Physical abuse exposure
Children's physical abuse exposure was assessed separately for each twin at the first and follow-up assessments by interviewing mothers with the standardized clinical interview protocol from the Multi-Site Child Development Project.32 The interview protocol was designed to enhance mothers' comfort with reporting valid child maltreatment information, while also meeting researchers' legal and ethical responsibilities for reporting. Under the UK Children Act,33 our responsibility was to secure intervention if maltreatment was current and ongoing. Such intervention on behalf of E-Risk families was carried out with parental cooperation in all but one case.
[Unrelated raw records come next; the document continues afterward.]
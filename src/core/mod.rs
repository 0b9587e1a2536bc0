//! Core invoice types, builders and validation.
//!
//! This module provides the business-side model the UBL generator and the
//! detracción pipeline read from. It never touches XML.

mod builder;
pub mod currencies;
mod error;
mod types;
pub mod ubigeo;
mod validation;

pub use builder::*;
pub use currencies::is_known_currency_code;
pub use error::*;
pub use types::*;
pub use ubigeo::is_valid_ubigeo;
pub use validation::*;
//! Structured audit events recorded by each pipeline stage.
//!
//! Events are plain data: the pipeline never branches on them. Hosts can
//! query them, serialize them, or ignore them.

use serde::Serialize;

use super::blocks::BlockKind;
use super::config::CodeSource;
use crate::core::FacturaError;

/// Pipeline stage that produced an event.
#[derive(Debug, Clone, Copy, PartialEq, Eq, Serialize)]
#[serde(rename_all = "snake_case")]
pub enum Stage {
    Classify,
    Build,
    Splice,
    Pipeline,
}

/// Document region an event refers to.
#[derive(Debug, Clone, Copy, PartialEq, Eq, Serialize)]
#[serde(tag = "kind", rename_all = "snake_case")]
pub enum Scope {
    Header,
    /// Zero-based position among the document's line elements.
    Line { index: usize },
}

impl std::fmt::Display for Scope {
    fn fmt(&self, f: &mut std::fmt::Formatter<'_>) -> std::fmt::Result {
        match self {
            Scope::Header => f.write_str("header"),
            Scope::Line { index } => write!(f, "line[{index}]"),
        }
    }
}

#[derive(Debug, Clone, PartialEq, Eq, Serialize)]
#[serde(tag = "event", rename_all = "snake_case")]
pub enum AuditEvent {
    /// Operation type is not regulated; the document was left untouched.
    NotRegulated,
    /// Both administrative codes were resolved.
    FieldsResolved {
        origin_code: String,
        origin_source: CodeSource,
        destination_code: String,
        destination_source: CodeSource,
    },
    BlockBuilt { kind: BlockKind },
    /// Previous augmentation blocks removed from a scope.
    ScopePurged { scope: Scope, removed: usize },
    BlocksInserted {
        scope: Scope,
        index: usize,
        kinds: Vec<BlockKind>,
    },
    /// A scope requested by the anchor policy does not exist.
    ScopeSkipped { reason: String },
    /// Best-effort mode kept the base document after an error.
    FallbackToBase { error: String },
}

impl AuditEvent {
    pub fn stage(&self) -> Stage {
        match self {
            AuditEvent::NotRegulated | AuditEvent::FieldsResolved { .. } => Stage::Classify,
            AuditEvent::BlockBuilt { .. } => Stage::Build,
            AuditEvent::ScopePurged { .. }
            | AuditEvent::BlocksInserted { .. }
            | AuditEvent::ScopeSkipped { .. } => Stage::Splice,
            AuditEvent::FallbackToBase { .. } => Stage::Pipeline,
        }
    }
}

/// Ordered list of audit events from one augmentation call.
#[derive(Debug, Clone, Default, PartialEq, Eq, Serialize)]
#[serde(transparent)]
pub struct AuditTrail {
    events: Vec<AuditEvent>,
}

impl AuditTrail {
    pub fn new() -> Self {
        Self::default()
    }

    pub fn record(&mut self, event: AuditEvent) {
        tracing::debug!(stage = ?event.stage(), event = ?event, "detraccion audit");
        self.events.push(event);
    }

    pub fn iter(&self) -> impl Iterator<Item = &AuditEvent> {
        self.events.iter()
    }

    pub fn of_stage(&self, stage: Stage) -> impl Iterator<Item = &AuditEvent> {
        self.events.iter().filter(move |e| e.stage() == stage)
    }

    /// Number of events matching `pred`.
    pub fn count<F>(&self, pred: F) -> usize
    where
        F: Fn(&AuditEvent) -> bool,
    {
        self.events.iter().filter(|e| pred(e)).count()
    }

    pub fn len(&self) -> usize {
        self.events.len()
    }

    pub fn is_empty(&self) -> bool {
        self.events.is_empty()
    }

    /// One JSON object per line.
    pub fn to_json_lines(&self) -> Result<String, FacturaError> {
        let mut out = String::new();
        for event in &self.events {
            let line = serde_json::to_string(event)
                .map_err(|e| FacturaError::Build(format!("audit serialization failed: {e}")))?;
            out.push_str(&line);
            out.push('\n');
        }
        Ok(out)
    }
}

#[cfg(test)]
mod tests {
    use super::*;

    #[test]
    fn events_serialize_with_tags() {
        let mut trail = AuditTrail::new();
        trail.record(AuditEvent::NotRegulated);
        trail.record(AuditEvent::ScopePurged {
            scope: Scope::Line { index: 2 },
            removed: 3,
        });
        let json = trail.to_json_lines().unwrap();
        let lines: Vec<&str> = json.lines().collect();
        assert_eq!(lines.len(), 2);
        assert_eq!(
            lines[0],
            r#"{"event":"not_regulated"}"#
        );
        let purged: serde_json::Value = serde_json::from_str(lines[1]).unwrap();
        assert_eq!(purged["event"], "scope_purged");
        assert_eq!(purged["scope"]["kind"], "line");
        assert_eq!(purged["scope"]["index"], 2);
        assert_eq!(purged["removed"], 3);
    }

    #[test]
    fn query_by_stage() {
        let mut trail = AuditTrail::new();
        trail.record(AuditEvent::BlockBuilt {
            kind: BlockKind::Origin,
        });
        trail.record(AuditEvent::ScopeSkipped {
            reason: "no lines".into(),
        });
        assert_eq!(trail.of_stage(Stage::Build).count(), 1);
        assert_eq!(trail.of_stage(Stage::Splice).count(), 1);
        assert_eq!(trail.of_stage(Stage::Classify).count(), 0);
        assert_eq!(
            trail.count(|e| matches!(e, AuditEvent::ScopeSkipped { .. })),
            1
        );
        assert_eq!(trail.len(), 2);
    }

    #[test]
    fn scope_display() {
        assert_eq!(Scope::Header.to_string(), "header");
        assert_eq!(Scope::Line { index: 4 }.to_string(), "line[4]");
    }
}
use rust_decimal::{Decimal, RoundingStrategy};

use super::currencies::is_known_currency_code;
use super::error::ValidationError;
use super::types::*;

/// Round a monetary amount to cents, half away from zero.
pub fn round_amount(amount: Decimal) -> Decimal {
    amount.round_dp_with_strategy(2, RoundingStrategy::MidpointAwayFromZero)
}

/// Calculate line amounts, IGV and document totals in place.
pub fn calculate_totals(invoice: &mut Invoice) {
    for line in &mut invoice.lines {
        let net = round_amount(line.quantity * line.unit_price);
        line.line_amount = Some(net);
        line.tax_amount = Some(round_amount(net * line.igv_rate / Decimal::ONE_HUNDRED));
    }

    let net_total: Decimal = invoice.lines.iter().filter_map(|l| l.line_amount).sum();
    let tax_total: Decimal = invoice.lines.iter().filter_map(|l| l.tax_amount).sum();

    invoice.totals = Some(Totals {
        net_total,
        tax_total,
        payable_amount: net_total + tax_total,
    });
}

/// Validate the invoice fields the UBL generator relies on.
///
/// Returns all errors found. Detracción-specific checks live in
/// `detraccion::validate_detraccion`.
pub fn validate_invoice(invoice: &Invoice) -> Vec<ValidationError> {
    let mut errors = Vec::new();

    if !is_document_number(&invoice.number) {
        errors.push(ValidationError::with_rule(
            "number",
            format!(
                "document number {:?} must be a 4-character series, '-' and up to 8 digits",
                invoice.number
            ),
            "SUNAT-1001",
        ));
    }

    if !is_known_currency_code(&invoice.currency_code) {
        errors.push(ValidationError::new(
            "currency_code",
            format!("unknown currency code {:?}", invoice.currency_code),
        ));
    }

    if invoice.operation_type.len() != 4
        || !invoice.operation_type.bytes().all(|b| b.is_ascii_digit())
    {
        errors.push(ValidationError::with_rule(
            "operation_type",
            format!(
                "operation type {:?} is not a catalogue 51 code",
                invoice.operation_type
            ),
            "catalogue-51",
        ));
    }

    if invoice.supplier.name.trim().is_empty() {
        errors.push(ValidationError::new("supplier.name", "supplier name is required"));
    }
    match invoice.supplier.document_id.as_deref() {
        Some(ruc) if is_ruc(ruc) => {}
        Some(ruc) => errors.push(ValidationError::new(
            "supplier.document_id",
            format!("supplier RUC {ruc:?} must be 11 digits"),
        )),
        None => errors.push(ValidationError::new(
            "supplier.document_id",
            "supplier RUC is required",
        )),
    }

    if invoice.customer.name.trim().is_empty() {
        errors.push(ValidationError::new("customer.name", "customer name is required"));
    }

    for (i, line) in invoice.lines.iter().enumerate() {
        if line.description.trim().is_empty() {
            errors.push(ValidationError::new(
                format!("lines[{i}].description"),
                "line description is required",
            ));
        }
        if line.unit_price < Decimal::ZERO {
            errors.push(ValidationError::new(
                format!("lines[{i}].unit_price"),
                "unit price must not be negative",
            ));
        }
        if line.igv_rate < Decimal::ZERO {
            errors.push(ValidationError::new(
                format!("lines[{i}].igv_rate"),
                "IGV rate must not be negative",
            ));
        }
    }

    errors
}

/// `F001-123`, `B002-00004567`, `E001-1`.
fn is_document_number(number: &str) -> bool {
    let Some((series, correlative)) = number.split_once('-') else {
        return false;
    };
    series.len() == 4
        && series.bytes().all(|b| b.is_ascii_alphanumeric())
        && (1..=8).contains(&correlative.len())
        && correlative.bytes().all(|b| b.is_ascii_digit())
}

fn is_ruc(ruc: &str) -> bool {
    ruc.len() == 11 && ruc.bytes().all(|b| b.is_ascii_digit())
}

#[cfg(test)]
mod tests {
    use super::*;
    use rust_decimal_macros::dec;

    #[test]
    fn round_half_away_from_zero() {
        assert_eq!(round_amount(dec!(0.005)), dec!(0.01));
        assert_eq!(round_amount(dec!(2.345)), dec!(2.35));
        assert_eq!(round_amount(dec!(-2.345)), dec!(-2.35));
        assert_eq!(round_amount(dec!(18)), dec!(18));
    }

    #[test]
    fn document_numbers() {
        assert!(is_document_number("F001-123"));
        assert!(is_document_number("B002-00004567"));
        assert!(!is_document_number("F001123"));
        assert!(!is_document_number("F01-123"));
        assert!(!is_document_number("F001-123456789"));
        assert!(!is_document_number("F001-12a"));
    }
}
The protocol included standardized probe questions such as, ‘Do you remember any time when (boy's name) was disciplined severely enough that he may have been hurt?’ and ‘Did you worry that you or someone else may have harmed or hurt (boy's name)?’ Questions were carefully worded to avoid implying that the mother was the perpetrator, so mothers might feel more willing to report that a child had been maltreated. In cases where mothers reported any maltreatment, interviewers probed for details about the incident and recorded notes. Based on the mothers' narrative, interviewers coded if the boy had definitely been physically maltreated (N=34). Examples of such maltreatment included being a victim of adjudicated assault by a teenaged sibling, punished by being burned with matches, had injuries (e.g., fractures or dislocations) from neglectful or abusive parental care, and/or were formally registered with a social services child protection team for physical abuse.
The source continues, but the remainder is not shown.